» What you will do
State how many lines of the records below contain the word "tree", giving the number and nothing else.

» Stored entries

▬▬▬

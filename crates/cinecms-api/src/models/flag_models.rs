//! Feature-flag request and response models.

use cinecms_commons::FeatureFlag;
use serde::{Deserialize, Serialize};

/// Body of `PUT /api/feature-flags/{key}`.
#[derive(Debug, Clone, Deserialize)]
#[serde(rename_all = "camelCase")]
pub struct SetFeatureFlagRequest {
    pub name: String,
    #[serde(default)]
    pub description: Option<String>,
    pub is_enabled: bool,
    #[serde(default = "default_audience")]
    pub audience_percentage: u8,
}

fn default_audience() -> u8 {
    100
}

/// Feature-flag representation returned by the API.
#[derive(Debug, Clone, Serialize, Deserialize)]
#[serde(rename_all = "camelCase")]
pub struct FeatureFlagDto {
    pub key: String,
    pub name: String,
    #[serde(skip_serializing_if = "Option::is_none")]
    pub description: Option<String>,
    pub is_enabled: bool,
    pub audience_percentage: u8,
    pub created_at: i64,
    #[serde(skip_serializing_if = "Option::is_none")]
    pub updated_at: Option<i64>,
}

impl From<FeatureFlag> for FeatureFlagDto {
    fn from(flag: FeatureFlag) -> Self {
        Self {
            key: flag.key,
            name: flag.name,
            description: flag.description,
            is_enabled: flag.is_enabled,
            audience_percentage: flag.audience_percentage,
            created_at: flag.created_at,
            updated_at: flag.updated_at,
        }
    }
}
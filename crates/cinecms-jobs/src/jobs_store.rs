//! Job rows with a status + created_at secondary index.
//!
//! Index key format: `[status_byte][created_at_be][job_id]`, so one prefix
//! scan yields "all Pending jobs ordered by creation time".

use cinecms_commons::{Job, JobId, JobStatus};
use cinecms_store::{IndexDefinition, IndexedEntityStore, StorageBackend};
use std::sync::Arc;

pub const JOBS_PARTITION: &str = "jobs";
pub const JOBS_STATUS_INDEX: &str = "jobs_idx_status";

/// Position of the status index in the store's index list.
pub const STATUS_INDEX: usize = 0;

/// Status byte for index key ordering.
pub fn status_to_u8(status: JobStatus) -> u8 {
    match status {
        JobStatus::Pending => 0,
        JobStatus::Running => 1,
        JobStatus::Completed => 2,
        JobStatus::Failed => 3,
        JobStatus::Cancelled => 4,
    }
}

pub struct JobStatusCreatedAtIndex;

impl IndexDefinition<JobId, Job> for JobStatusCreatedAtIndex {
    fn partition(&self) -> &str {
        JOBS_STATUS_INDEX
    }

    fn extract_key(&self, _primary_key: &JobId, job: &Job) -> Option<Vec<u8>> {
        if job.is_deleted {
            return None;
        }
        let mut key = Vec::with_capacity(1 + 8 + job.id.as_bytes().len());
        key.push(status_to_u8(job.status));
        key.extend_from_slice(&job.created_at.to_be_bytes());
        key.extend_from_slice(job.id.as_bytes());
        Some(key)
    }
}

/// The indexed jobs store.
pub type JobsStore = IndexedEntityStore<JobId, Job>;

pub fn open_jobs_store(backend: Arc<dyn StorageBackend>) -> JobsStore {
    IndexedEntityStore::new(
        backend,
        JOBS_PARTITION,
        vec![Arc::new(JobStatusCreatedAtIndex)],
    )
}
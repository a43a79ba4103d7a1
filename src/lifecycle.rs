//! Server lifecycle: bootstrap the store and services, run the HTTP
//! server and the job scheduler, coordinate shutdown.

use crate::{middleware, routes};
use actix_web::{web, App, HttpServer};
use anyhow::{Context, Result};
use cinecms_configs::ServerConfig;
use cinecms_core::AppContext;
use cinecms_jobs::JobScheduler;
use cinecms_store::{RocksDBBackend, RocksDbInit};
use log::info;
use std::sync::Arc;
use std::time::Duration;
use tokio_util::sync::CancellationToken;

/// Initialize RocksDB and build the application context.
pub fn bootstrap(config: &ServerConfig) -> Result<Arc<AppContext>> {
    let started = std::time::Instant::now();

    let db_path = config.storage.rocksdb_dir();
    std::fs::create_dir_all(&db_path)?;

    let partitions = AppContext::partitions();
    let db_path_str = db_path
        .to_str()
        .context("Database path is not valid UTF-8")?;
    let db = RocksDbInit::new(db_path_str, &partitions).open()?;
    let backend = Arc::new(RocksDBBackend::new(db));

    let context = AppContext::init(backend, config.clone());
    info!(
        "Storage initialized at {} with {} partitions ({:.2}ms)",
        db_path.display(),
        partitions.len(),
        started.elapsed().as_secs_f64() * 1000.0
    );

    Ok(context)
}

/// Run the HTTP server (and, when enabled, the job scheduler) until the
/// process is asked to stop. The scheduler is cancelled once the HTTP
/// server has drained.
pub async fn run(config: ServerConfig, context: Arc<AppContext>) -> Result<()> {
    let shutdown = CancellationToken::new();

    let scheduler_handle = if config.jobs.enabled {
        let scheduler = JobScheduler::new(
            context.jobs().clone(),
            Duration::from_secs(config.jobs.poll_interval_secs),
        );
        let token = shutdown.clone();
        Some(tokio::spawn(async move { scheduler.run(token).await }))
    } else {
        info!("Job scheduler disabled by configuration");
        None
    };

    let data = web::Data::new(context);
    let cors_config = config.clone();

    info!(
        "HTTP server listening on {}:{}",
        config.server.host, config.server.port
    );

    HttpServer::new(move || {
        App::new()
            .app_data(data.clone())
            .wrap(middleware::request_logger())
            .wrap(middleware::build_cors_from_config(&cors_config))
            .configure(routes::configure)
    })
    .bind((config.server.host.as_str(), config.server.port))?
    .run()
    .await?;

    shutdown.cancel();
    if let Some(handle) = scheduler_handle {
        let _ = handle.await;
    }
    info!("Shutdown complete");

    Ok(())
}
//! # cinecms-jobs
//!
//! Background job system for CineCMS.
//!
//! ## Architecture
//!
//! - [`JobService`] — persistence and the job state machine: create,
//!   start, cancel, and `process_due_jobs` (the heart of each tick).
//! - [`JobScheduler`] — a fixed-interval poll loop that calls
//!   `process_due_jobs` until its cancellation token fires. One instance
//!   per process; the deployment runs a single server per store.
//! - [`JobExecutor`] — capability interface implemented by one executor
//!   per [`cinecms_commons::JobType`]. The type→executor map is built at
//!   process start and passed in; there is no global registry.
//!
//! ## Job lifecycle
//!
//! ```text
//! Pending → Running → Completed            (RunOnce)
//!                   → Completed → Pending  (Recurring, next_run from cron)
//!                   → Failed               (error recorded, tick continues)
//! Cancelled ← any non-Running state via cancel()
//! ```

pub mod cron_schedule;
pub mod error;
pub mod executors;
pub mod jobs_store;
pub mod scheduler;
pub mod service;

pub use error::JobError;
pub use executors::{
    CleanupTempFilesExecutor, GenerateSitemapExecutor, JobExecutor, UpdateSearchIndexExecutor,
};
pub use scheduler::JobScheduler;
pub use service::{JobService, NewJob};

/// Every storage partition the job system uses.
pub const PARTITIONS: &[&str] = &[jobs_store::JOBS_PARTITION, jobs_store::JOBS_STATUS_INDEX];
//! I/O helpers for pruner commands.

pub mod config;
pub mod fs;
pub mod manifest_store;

▬▬▬

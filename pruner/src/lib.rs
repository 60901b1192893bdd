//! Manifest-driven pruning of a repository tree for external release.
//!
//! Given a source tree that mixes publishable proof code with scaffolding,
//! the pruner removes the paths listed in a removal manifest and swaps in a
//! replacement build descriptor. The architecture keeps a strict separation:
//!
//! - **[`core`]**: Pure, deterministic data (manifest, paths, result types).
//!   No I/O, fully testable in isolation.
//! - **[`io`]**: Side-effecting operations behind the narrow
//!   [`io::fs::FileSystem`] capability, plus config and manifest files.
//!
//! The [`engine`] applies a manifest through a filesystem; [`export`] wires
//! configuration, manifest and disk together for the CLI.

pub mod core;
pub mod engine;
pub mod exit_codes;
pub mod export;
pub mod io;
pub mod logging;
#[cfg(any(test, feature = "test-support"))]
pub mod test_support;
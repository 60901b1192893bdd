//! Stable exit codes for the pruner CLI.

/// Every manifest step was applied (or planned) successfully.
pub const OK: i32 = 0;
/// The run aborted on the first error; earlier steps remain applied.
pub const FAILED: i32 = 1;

▬▬▬

» Task answer
2